= Required action =
Since only part of the material below is wanted, output exactly the lines from the one with "fn subscribe<S, F>(&self, factory: F)" up to and including the one with "different value types.".

= Supplied information =
....

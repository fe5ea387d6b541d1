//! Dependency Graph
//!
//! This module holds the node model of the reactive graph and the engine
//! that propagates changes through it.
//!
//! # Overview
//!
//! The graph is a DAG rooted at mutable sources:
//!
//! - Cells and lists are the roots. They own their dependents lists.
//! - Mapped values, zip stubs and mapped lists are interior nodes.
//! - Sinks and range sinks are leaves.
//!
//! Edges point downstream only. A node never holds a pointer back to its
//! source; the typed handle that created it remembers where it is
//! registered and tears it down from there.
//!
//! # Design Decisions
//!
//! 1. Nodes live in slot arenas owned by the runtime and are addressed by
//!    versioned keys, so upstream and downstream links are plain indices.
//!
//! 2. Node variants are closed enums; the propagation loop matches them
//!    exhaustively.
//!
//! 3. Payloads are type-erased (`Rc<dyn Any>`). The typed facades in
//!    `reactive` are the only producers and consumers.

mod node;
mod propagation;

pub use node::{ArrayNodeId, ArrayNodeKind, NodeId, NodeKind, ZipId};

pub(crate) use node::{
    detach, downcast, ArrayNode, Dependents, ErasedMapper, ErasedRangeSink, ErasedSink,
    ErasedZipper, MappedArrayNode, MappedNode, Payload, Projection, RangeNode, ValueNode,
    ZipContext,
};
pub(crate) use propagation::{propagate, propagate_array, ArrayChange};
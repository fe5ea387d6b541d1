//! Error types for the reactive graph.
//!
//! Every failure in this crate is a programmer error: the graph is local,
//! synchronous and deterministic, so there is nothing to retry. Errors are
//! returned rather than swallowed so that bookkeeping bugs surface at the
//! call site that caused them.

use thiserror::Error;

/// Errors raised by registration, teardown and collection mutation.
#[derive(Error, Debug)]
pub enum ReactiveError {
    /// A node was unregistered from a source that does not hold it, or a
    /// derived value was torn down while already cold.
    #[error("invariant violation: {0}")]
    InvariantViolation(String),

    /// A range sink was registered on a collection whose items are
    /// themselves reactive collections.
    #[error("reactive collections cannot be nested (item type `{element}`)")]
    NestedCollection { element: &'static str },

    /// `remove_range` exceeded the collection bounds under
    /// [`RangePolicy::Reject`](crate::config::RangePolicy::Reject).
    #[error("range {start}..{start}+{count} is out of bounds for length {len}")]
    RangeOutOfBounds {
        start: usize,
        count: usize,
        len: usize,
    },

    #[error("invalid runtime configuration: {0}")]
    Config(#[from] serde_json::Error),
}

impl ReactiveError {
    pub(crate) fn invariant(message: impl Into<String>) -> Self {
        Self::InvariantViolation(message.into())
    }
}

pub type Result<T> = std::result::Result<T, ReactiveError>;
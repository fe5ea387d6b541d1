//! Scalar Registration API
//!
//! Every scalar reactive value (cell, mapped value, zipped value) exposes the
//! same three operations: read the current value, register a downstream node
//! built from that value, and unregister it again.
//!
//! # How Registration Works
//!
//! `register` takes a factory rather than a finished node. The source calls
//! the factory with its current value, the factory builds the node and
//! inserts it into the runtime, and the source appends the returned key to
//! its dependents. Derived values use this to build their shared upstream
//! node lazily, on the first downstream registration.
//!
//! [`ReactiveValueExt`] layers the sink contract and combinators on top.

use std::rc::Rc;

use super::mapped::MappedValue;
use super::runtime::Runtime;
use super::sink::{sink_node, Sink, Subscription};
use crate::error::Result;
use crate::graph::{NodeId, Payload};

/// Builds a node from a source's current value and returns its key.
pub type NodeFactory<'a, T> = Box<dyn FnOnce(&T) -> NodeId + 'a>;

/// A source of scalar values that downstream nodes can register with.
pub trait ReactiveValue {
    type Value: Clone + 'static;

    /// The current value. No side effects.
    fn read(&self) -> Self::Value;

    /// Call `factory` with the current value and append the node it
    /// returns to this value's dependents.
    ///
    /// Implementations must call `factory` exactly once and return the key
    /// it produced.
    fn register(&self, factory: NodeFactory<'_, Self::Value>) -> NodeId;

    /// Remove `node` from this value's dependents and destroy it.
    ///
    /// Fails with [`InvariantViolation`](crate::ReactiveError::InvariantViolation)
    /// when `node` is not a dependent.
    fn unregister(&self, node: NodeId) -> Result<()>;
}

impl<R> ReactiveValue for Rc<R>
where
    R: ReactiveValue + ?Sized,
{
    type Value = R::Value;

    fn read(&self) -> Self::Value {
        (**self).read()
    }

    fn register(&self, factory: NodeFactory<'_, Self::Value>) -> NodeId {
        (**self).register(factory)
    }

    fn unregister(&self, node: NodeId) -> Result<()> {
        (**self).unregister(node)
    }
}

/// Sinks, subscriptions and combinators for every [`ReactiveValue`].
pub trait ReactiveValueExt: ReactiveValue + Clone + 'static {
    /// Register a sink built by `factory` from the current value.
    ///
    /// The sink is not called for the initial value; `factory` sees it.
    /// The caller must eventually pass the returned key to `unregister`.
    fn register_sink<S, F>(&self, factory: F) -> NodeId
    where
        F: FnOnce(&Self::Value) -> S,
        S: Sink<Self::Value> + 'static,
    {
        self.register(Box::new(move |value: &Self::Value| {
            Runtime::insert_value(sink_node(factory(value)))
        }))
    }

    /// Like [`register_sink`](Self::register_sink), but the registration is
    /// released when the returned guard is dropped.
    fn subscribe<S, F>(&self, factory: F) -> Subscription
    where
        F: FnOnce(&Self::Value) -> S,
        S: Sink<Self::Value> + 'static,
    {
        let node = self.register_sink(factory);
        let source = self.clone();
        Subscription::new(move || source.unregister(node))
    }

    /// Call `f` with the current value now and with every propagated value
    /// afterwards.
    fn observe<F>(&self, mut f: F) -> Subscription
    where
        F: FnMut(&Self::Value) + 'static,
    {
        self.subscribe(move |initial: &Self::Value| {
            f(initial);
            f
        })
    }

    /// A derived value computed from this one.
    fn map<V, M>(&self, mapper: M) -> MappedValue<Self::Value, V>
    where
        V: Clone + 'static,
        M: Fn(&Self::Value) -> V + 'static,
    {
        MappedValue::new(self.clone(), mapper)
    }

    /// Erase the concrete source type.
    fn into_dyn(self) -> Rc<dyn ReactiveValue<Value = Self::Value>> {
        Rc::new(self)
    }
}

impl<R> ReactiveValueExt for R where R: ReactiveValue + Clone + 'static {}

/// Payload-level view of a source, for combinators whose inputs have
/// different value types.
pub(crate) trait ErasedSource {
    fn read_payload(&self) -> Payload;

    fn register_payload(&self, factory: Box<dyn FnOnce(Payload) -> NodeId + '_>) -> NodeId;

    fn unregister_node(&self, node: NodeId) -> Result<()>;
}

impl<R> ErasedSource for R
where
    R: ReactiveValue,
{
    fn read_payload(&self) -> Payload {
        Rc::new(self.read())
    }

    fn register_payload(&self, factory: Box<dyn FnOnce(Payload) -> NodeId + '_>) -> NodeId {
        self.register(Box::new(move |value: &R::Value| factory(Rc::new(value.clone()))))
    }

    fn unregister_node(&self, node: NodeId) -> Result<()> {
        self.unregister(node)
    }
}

....

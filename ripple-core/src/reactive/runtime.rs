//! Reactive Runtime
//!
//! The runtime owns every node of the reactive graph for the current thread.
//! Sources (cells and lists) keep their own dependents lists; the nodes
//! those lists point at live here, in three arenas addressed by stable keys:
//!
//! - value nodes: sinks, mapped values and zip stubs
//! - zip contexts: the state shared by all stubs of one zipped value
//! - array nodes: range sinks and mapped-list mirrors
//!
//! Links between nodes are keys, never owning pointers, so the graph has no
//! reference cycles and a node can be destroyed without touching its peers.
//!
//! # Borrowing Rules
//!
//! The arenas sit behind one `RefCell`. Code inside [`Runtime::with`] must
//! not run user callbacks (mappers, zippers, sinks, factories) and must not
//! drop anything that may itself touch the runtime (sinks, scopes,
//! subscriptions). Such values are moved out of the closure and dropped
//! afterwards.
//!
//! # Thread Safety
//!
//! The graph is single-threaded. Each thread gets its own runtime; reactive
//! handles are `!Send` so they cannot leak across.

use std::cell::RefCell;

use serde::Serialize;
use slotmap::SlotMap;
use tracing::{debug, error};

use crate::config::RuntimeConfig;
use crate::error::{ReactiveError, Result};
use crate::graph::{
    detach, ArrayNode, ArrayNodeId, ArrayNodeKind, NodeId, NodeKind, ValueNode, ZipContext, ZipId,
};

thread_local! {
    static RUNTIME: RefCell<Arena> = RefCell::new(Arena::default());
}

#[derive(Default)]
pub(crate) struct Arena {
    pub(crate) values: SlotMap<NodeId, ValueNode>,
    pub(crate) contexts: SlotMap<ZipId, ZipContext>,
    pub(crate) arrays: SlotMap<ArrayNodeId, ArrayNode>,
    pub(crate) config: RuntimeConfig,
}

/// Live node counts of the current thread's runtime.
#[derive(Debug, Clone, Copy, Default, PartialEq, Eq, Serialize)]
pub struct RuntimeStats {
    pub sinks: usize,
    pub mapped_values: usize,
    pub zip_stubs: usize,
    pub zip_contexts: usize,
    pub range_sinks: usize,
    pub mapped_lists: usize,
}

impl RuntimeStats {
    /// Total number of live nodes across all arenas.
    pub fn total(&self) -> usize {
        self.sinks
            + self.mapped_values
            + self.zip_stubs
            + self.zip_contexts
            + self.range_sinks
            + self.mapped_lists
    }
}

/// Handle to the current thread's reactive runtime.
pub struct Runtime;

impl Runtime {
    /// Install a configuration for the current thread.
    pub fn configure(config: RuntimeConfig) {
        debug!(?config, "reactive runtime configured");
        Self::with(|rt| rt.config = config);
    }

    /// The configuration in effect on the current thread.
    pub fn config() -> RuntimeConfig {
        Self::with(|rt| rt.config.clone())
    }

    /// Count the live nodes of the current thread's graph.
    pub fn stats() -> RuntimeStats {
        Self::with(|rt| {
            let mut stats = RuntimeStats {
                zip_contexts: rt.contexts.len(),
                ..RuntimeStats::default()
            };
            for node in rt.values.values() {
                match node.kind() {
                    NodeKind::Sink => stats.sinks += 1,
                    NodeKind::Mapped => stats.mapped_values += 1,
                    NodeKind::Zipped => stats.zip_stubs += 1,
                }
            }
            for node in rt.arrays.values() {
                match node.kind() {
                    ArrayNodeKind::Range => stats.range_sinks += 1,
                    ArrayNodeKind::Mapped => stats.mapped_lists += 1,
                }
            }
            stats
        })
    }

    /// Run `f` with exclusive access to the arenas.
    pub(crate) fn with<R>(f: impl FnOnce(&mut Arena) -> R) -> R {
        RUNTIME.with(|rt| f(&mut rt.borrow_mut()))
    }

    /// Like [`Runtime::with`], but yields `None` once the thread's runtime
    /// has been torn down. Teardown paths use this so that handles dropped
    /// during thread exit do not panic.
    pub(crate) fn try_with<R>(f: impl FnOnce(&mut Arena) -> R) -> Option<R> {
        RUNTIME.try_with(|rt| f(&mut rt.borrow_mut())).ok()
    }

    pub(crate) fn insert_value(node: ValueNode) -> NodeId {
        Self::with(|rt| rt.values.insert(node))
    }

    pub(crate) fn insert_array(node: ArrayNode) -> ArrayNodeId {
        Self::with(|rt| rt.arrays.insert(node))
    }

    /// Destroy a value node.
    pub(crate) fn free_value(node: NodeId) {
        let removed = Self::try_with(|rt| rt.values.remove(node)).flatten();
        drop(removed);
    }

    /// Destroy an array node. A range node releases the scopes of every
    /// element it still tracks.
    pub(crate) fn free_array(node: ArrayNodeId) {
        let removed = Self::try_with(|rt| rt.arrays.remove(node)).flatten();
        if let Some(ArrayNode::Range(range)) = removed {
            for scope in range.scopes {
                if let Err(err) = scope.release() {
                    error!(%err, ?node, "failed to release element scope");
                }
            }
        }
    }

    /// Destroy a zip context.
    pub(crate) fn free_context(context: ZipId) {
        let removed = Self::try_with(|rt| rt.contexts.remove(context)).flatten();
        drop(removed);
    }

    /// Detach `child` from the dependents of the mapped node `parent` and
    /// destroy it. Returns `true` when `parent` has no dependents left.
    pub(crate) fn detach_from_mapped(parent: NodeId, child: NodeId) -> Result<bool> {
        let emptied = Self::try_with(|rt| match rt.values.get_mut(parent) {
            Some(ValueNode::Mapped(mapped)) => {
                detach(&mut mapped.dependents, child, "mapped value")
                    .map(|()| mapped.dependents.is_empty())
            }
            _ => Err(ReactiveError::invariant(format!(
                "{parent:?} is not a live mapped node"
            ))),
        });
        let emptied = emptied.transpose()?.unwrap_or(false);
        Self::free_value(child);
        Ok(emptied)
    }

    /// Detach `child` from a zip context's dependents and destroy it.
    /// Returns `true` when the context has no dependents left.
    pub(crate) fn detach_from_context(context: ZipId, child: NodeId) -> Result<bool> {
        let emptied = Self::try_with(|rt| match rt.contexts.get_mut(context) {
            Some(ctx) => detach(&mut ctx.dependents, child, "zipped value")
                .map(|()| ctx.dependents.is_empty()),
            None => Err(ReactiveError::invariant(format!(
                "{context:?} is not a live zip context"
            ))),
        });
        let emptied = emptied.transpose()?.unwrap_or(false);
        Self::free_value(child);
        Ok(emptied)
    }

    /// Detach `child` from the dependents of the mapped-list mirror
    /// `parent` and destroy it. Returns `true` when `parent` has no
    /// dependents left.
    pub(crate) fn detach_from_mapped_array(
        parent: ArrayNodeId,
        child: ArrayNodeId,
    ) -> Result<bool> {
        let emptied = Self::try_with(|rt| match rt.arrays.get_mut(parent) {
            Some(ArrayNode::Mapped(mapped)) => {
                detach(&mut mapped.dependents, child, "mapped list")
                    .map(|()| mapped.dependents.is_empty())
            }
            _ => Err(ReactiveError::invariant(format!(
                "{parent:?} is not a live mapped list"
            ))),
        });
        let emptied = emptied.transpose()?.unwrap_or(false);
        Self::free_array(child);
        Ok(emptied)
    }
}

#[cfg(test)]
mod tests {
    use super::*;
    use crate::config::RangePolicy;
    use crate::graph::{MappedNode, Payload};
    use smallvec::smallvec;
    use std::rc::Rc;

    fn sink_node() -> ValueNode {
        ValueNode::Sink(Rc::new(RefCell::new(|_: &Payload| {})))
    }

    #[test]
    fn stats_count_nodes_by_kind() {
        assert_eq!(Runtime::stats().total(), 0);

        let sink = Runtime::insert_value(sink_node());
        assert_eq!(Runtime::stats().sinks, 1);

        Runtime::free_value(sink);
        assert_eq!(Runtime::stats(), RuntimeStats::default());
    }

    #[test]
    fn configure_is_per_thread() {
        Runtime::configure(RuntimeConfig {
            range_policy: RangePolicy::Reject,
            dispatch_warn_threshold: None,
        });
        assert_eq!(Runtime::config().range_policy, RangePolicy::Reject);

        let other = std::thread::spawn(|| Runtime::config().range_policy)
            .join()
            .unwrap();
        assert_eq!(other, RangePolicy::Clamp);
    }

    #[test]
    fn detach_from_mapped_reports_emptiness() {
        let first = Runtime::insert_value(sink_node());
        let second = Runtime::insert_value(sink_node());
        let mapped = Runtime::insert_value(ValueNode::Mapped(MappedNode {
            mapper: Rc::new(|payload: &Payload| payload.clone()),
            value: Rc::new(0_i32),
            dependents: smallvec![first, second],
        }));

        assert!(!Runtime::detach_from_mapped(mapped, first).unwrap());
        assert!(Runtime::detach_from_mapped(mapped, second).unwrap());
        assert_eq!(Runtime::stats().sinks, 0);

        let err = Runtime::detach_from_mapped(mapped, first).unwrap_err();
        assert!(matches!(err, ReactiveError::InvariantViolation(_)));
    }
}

....

= Problem solution =
    fn subscribe<S, F>(&self, factory: F) -> Subscription
    where
        F: FnOnce(&Self::Value) -> S,
        S: Sink<Self::Value> + 'static,
    {
        let node = self.register_sink(factory);
        let source = self.clone();
        Subscription::new(move || source.unregister(node))
    }

    /// Call `f` with the current value now and with every propagated value
    /// afterwards.
    fn observe<F>(&self, mut f: F) -> Subscription
    where
        F: FnMut(&Self::Value) + 'static,
    {
        self.subscribe(move |initial: &Self::Value| {
            f(initial);
            f
        })
    }

    /// A derived value computed from this one.
    fn map<V, M>(&self, mapper: M) -> MappedValue<Self::Value, V>
    where
        V: Clone + 'static,
        M: Fn(&Self::Value) -> V + 'static,
    {
        MappedValue::new(self.clone(), mapper)
    }

    /// Erase the concrete source type.
    fn into_dyn(self) -> Rc<dyn ReactiveValue<Value = Self::Value>> {
        Rc::new(self)
    }
}

impl<R> ReactiveValueExt for R where R: ReactiveValue + Clone + 'static {}

/// Payload-level view of a source, for combinators whose inputs have
/// different value types.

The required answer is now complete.